If controller 47 determines that top plate 41 should not transition from minimum to maximum slope, controller 47 returns back to operation 202 on a “no” branch. Otherwise, controller 47 proceeds to operation 204 on the " yes " branch and initializes step counter s to zero. The step counter s is separate from the count of steps mentioned above after initialization maintained by the controller 47.
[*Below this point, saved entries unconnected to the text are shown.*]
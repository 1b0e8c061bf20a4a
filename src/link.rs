//! Compile/Link Engine
//!
//! Turns a composed source string into a linked program object, or into a
//! complete set of diagnostics and no program at all. Every stage is
//! compiled before success is decided, so one pass reports every failing
//! stage's log, not just the first.
//!
//! The operation is atomic from the caller's point of view: on any
//! failure, all intermediate stage and program objects are released before
//! returning.

use crate::backend::{RawProgram, ShaderBackend};
use crate::diagnostics::{DiagnosticsSink, Severity};
use crate::errors::ShaderError;
use crate::stage;

/// Segments `source`, compiles every located stage, and links the result.
///
/// All diagnostics are delivered through `sink`, tagged with `id`.
/// Returns `None` when segmentation, any compilation, or linking failed;
/// no GPU objects survive a failure.
pub fn build_program<B: ShaderBackend>(
    backend: &mut B,
    sink: &dyn DiagnosticsSink,
    id: &str,
    source: &str,
) -> Option<RawProgram> {
    let specs = match stage::segment(source) {
        Ok(specs) => specs,
        Err(err) => {
            sink.report(Severity::Error, id, &err.to_string());
            return None;
        }
    };

    let mut compiled = Vec::with_capacity(specs.len());
    let mut failed = false;

    for spec in &specs {
        match backend.compile_stage(spec.kind, &source[spec.span.clone()]) {
            Ok(handle) => compiled.push(handle),
            Err(log) => {
                let err = ShaderError::StageCompile {
                    stage: spec.kind,
                    log,
                };
                sink.report(Severity::Error, id, &err.to_string());
                failed = true;
            }
        }
    }

    if failed {
        for handle in compiled {
            backend.delete_stage(handle);
        }
        return None;
    }

    match backend.link_program(&compiled) {
        Ok(program) => Some(program),
        Err(log) => {
            let err = ShaderError::ProgramLink { log };
            sink.report(Severity::Error, id, &err.to_string());
            None
        }
    }
}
In operation 206, the controller 47 determines whether shoe 10 is stepping on the ground and ΔP _ML is positive. If neither requirement is met, the controller 47 repeats operation 206 in the "no" branch. If both requirements are met, the controller 47 proceeds to operation 208 on the "yes" branch and reduces the voltage across the electrodes 61 and 69 to V _fe . Controller 47 then continues to operation 210 and determines if shoe 10 is still treading the ground and ΔP _ML is still positive. If both requirements are met, the controller 47 repeats operation 210 on the "yes" branch. If one or both requirements are not met, the controller 47 proceeds to operation 212 on a "no" branch, where the controller 47 raises the voltage across the electrodes 61 and 69 to V _fi . Let's do it. The controller 47 then increments the s (step) counter in operation 214.

Controller 47 then proceeds to operation 216 and determines if s = n (where n is the number of steps to be reduced during transition from minimum slope to maximum slope) across electrodes 61 and 69. In the example of FIG. 8A, for example, n = 2. In some embodiments, n may be a user adjustable parameter. For example, wearers of lighter shoes 10 may need three steps to make a complete transition between inclined states.
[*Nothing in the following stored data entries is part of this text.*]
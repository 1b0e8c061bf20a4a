//! Diagnostics Sink
//!
//! All human-facing output of the crate flows through an injected
//! [`DiagnosticsSink`]. The default, [`LogSink`], routes reports to the
//! [`log`] facade; tests inject [`CapturingSink`] to assert on (or silence)
//! the exact reports a scenario produces.
//!
//! Every report is tagged with the owning program's id — the file path for
//! file-backed programs, the caller-supplied identifier otherwise.

use parking_lot::Mutex;

/// Severity of a diagnostic report.
#[derive(Debug, Clone, Copy, PartialEq, Eq)]
pub enum Severity {
    /// Progress notes (successful reloads).
    Info,
    /// Recoverable conditions (unknown uniform, timestamp query failure).
    Warning,
    /// Failed builds and configuration errors.
    Error,
}

/// Receiver for diagnostic reports.
///
/// Implementations must be cheap to call; the hot path only reaches the
/// sink on state changes (a reload, a first-time unknown uniform), never
/// per frame.
pub trait DiagnosticsSink: Send + Sync {
    /// Deliver one report about the program identified by `id`.
    fn report(&self, severity: Severity, id: &str, message: &str);
}

/// Default sink: forwards to the [`log`] crate.
#[derive(Debug, Default)]
pub struct LogSink;

impl DiagnosticsSink for LogSink {
    fn report(&self, severity: Severity, id: &str, message: &str) {
        match severity {
            Severity::Info => log::info!("shader `{id}`: {message}"),
            Severity::Warning => log::warn!("shader `{id}`: {message}"),
            Severity::Error => log::error!("shader `{id}`: {message}"),
        }
    }
}

/// Sink that discards every report.
#[derive(Debug, Default)]
pub struct NullSink;

impl DiagnosticsSink for NullSink {
    fn report(&self, _severity: Severity, _id: &str, _message: &str) {}
}

/// One captured report.
#[derive(Debug, Clone)]
pub struct Diagnostic {
    pub severity: Severity,
    pub id: String,
    pub message: String,
}

/// Sink that records every report, for assertions in tests.
#[derive(Debug, Default)]
pub struct CapturingSink {
    reports: Mutex<Vec<Diagnostic>>,
}

impl CapturingSink {
    #[must_use]
    pub fn new() -> Self {
        Self::default()
    }

    /// Snapshot of all reports captured so far.
    #[must_use]
    pub fn reports(&self) -> Vec<Diagnostic> {
        self.reports.lock().clone()
    }

    /// Number of captured reports with the given severity.
    #[must_use]
    pub fn count(&self, severity: Severity) -> usize {
        self.reports
            .lock()
            .iter()
            .filter(|d| d.severity == severity)
            .count()
    }

    /// Whether any captured message contains `needle`.
    #[must_use]
    pub fn contains(&self, needle: &str) -> bool {
        self.reports
            .lock()
            .iter()
            .any(|d| d.message.contains(needle))
    }

    /// Drop all captured reports.
    pub fn clear(&self) {
        self.reports.lock().clear();
    }
}

impl DiagnosticsSink for CapturingSink {
    fn report(&self, severity: Severity, id: &str, message: &str) {
        self.reports.lock().push(Diagnostic {
            severity,
            id: id.to_string(),
            message: message.to_string(),
        });
    }
}
//! Stage Segmenter Tests
//!
//! Tests for:
//! - Marker detection and span boundaries for all four stage kinds
//! - Ordering by content start (physical marker order is irrelevant)
//! - Configuration errors: no markers, Compute mixed with rasterization,
//!   missing Vertex/Fragment
//! - First-occurrence semantics of the naive scan

use glshader::stage::{segment, StageKind};

fn kinds(source: &str) -> Vec<StageKind> {
    segment(source)
        .expect("expected valid segmentation")
        .iter()
        .map(|spec| spec.kind)
        .collect()
}

fn content<'a>(source: &'a str, kind: StageKind) -> &'a str {
    let specs = segment(source).expect("expected valid segmentation");
    let spec = specs
        .iter()
        .find(|spec| spec.kind == kind)
        .expect("stage not found");
    &source[spec.span.clone()]
}

// ============================================================================
// Marker detection & spans
// ============================================================================

#[test]
fn vertex_fragment_pair_segments() {
    let src = "VERTEX\nvs code\nFRAGMENT\nfs code";
    assert_eq!(kinds(src), vec![StageKind::Vertex, StageKind::Fragment]);
    assert_eq!(content(src, StageKind::Vertex), "\nvs code\n");
    assert_eq!(content(src, StageKind::Fragment), "\nfs code");
}

#[test]
fn geometry_stage_is_optional_and_detected() {
    let src = "VERTEX\nvs\nGEOMETRY\ngs\nFRAGMENT\nfs";
    assert_eq!(
        kinds(src),
        vec![StageKind::Vertex, StageKind::Geometry, StageKind::Fragment]
    );
    assert_eq!(content(src, StageKind::Geometry), "\ngs\n");
}

#[test]
fn compute_alone_segments_to_end_of_source() {
    let src = "COMPUTE\nlayout(local_size_x = 64) in;\nvoid main() {}";
    assert_eq!(kinds(src), vec![StageKind::Compute]);
    assert_eq!(
        content(src, StageKind::Compute),
        "\nlayout(local_size_x = 64) in;\nvoid main() {}"
    );
}

#[test]
fn span_excludes_next_marker_keyword() {
    let src = "VERTEX abc FRAGMENT def";
    // Vertex content ends exactly where the FRAGMENT keyword begins.
    assert_eq!(content(src, StageKind::Vertex), " abc ");
    assert_eq!(content(src, StageKind::Fragment), " def");
}

#[test]
fn only_first_marker_occurrence_is_recognized() {
    // The second FRAGMENT token lands inside the fragment stage's content.
    let src = "VERTEX\nvs\nFRAGMENT\nfs\nFRAGMENT more";
    let specs = segment(src).expect("expected valid segmentation");
    assert_eq!(specs.len(), 2);
    assert_eq!(content(src, StageKind::Fragment), "\nfs\nFRAGMENT more");
}

// ============================================================================
// Order invariance
// ============================================================================

#[test]
fn physical_marker_order_is_irrelevant() {
    let forward = "VERTEX\nvs-body\nFRAGMENT\nfs-body";
    let reversed = "FRAGMENT\nfs-body\nVERTEX\nvs-body";

    assert_eq!(content(forward, StageKind::Vertex), "\nvs-body\n");
    assert_eq!(content(reversed, StageKind::Vertex), "\nvs-body");
    assert_eq!(content(forward, StageKind::Fragment), "\nfs-body");
    assert_eq!(content(reversed, StageKind::Fragment), "\nfs-body\n");

    // Stages come back sorted by where they appear, not by kind.
    assert_eq!(
        kinds(reversed),
        vec![StageKind::Fragment, StageKind::Vertex]
    );
}

// ============================================================================
// Configuration errors
// ============================================================================

#[test]
fn no_markers_is_a_configuration_error() {
    let err = segment("void main() {}").unwrap_err();
    assert!(err.to_string().contains("no stage markers"));
}

#[test]
fn compute_mixed_with_fragment_is_rejected() {
    let err = segment("COMPUTE\ncs\nFRAGMENT\nfs").unwrap_err();
    assert!(err.to_string().contains("COMPUTE"));
}

#[test]
fn compute_mixed_with_vertex_is_rejected() {
    assert!(segment("VERTEX\nvs\nCOMPUTE\ncs").is_err());
}

#[test]
fn vertex_without_fragment_is_rejected() {
    let err = segment("VERTEX\nvs only").unwrap_err();
    assert!(err.to_string().contains("FRAGMENT"));
}

#[test]
fn fragment_without_vertex_is_rejected() {
    let err = segment("FRAGMENT\nfs only").unwrap_err();
    assert!(err.to_string().contains("VERTEX"));
}

#[test]
fn geometry_alone_is_rejected() {
    assert!(segment("GEOMETRY\ngs only").is_err());
}
//! Uniform Cache
//!
//! Name-to-location table built once per successful link by enumerating
//! the program's active uniforms, so draw-time lookups are O(1) map hits
//! instead of GL round trips.
//!
//! The table is valid only for the program that produced it; the owning
//! [`ShaderProgram`](crate::ShaderProgram) replaces it wholesale on every
//! successful swap, which also resets the unknown-name tracking.

use std::cell::RefCell;

use rustc_hash::{FxHashMap, FxHashSet};

use crate::backend::{RawProgram, ShaderBackend};

/// Sentinel for uniforms that are not active on the program. This is GL's
/// own invalid location; `glUniform*` calls against it are no-ops.
pub const INVALID_LOCATION: i32 = -1;

/// Case-sensitive uniform name → location mapping for one linked program.
#[derive(Debug, Default)]
pub struct UniformTable {
    locations: FxHashMap<String, i32>,
    // Names already reported as unknown, so repeated per-frame lookups of
    // a missing uniform warn once, not every frame.
    unknown: RefCell<FxHashSet<String>>,
}

impl UniformTable {
    /// Enumerates the active uniforms of `program` into a fresh table.
    pub fn rebuild<B: ShaderBackend>(backend: &B, program: RawProgram) -> Self {
        let count = backend.active_uniform_count(program);
        let mut locations =
            FxHashMap::with_capacity_and_hasher(count as usize, Default::default());

        for index in 0..count {
            if let Some(name) = backend.active_uniform_name(program, index) {
                let location = backend.uniform_location(program, &name);
                locations.insert(name, location);
            }
        }

        Self {
            locations,
            unknown: RefCell::new(FxHashSet::default()),
        }
    }

    /// Location of `name`, if it is an active uniform.
    #[must_use]
    pub fn get(&self, name: &str) -> Option<i32> {
        self.locations.get(name).copied()
    }

    /// Records `name` as unknown; returns `true` the first time a given
    /// name is recorded.
    pub fn note_unknown(&self, name: &str) -> bool {
        self.unknown.borrow_mut().insert(name.to_string())
    }

    /// Number of active uniforms in the table.
    #[must_use]
    pub fn len(&self) -> usize {
        self.locations.len()
    }

    #[must_use]
    pub fn is_empty(&self) -> bool {
        self.locations.is_empty()
    }
}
If controller 47 determines in operation 216 that s is not equal to n, controller 47 reverts to operation 206 on a "no" branch. Otherwise, controller 47 continues to operation 218 on the "yes" branch. In operation 218, the controller 47 determines whether the top plate 41 should transition back to the minimum tilt state, for example, if the wearer has moved a certain distance from the initial position corresponding to the straight portion of the track. In some embodiments, controller 47 makes a determination of operation 218 based on the number of steps taken after initialization, the stride length, and the track lanes assigned to the wearer of shoe 10. If the controller 47 determines that no transition is needed, operation 218 is repeated (“No” branch). If a transition is needed, controller 47 proceeds to operation 220 (FIG. 9B) on the “Yes” branch.
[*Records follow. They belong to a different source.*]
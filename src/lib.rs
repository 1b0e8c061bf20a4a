#![warn(clippy::all)]
#![warn(clippy::pedantic)]
#![allow(clippy::cast_precision_loss)]
#![allow(clippy::cast_possible_truncation)]
#![allow(clippy::cast_sign_loss)]
#![allow(clippy::module_name_repetitions)]
#![allow(clippy::missing_errors_doc)]
#![allow(clippy::missing_panics_doc)]

pub mod backend;
pub mod diagnostics;
pub mod errors;
pub mod link;
pub mod program;
pub mod source;
pub mod stage;
pub mod uniforms;

pub use backend::{GlowBackend, MockBackend, RawProgram, RawStage, ShaderBackend, NO_PROGRAM};
pub use diagnostics::{CapturingSink, DiagnosticsSink, LogSink, NullSink, Severity};
pub use errors::{Result, ShaderError};
pub use program::{ShaderProgram, POLL_INTERVAL};
pub use stage::{StageKind, StageSpec};
pub use uniforms::{UniformTable, INVALID_LOCATION};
In operation 220, the controller 47 resets the s counter to zero. In operation 222, controller 47 determines whether shoe 10 is stepping on the ground and ΔP _MT is negative. If neither test is met, the controller 47 repeats operation 222 (“No branch”). If both tests are met, controller 47 proceeds to operation 224 and reduces the voltage across electrodes 61 and 69 to V _fe . The controller 47 then determines in step 226 whether the shoe 10 is still treading the ground and whether ΔP _MT is still negative. If both tests are met, controller 47 repeats operation 226 ("Yes" branch). Otherwise, controller 47 proceeds to operation 228 on the “no” branch and raises the voltage across electrodes 61 and 69 to V _fi . Controller 47 then increments the s counter in operation 230 and continues to operation 232. In operation 232, the controller 47 determines if s = p, where p is the number of steps that the voltage across the electrodes 61 and 69 will decrease during transition from the maximum slope to the minimum slope. In the example of FIG. 8B, for example, p = 2. In some embodiments, p may also be a user adjustable parameter. The value of p need not be equal to n. If s is not equal to p, controller 47 returns to operation 222 on a "no" branch. If s = p, the controller 47 returns to operation 202 (FIG. 9A) on the "yes" branch.

In some embodiments, the pair of left shoes that include the shoe 10 can operate in a similar manner as described above for the shoe 10, but the maximum inclined condition is the maximum inclination toward the side of the left shoe top. Indicates. The operations performed by the left shoe controller will be similar to the operations described above with respect to FIGS. 8A-9B, but the determinations are: ΔP _LM = P _L − P _M , where P _L is the pressure in the left shoe side fluid chamber P _M is based on the sign of the pressure in the left shoe inner fluid chamber) instead of the sign of ΔP _ML .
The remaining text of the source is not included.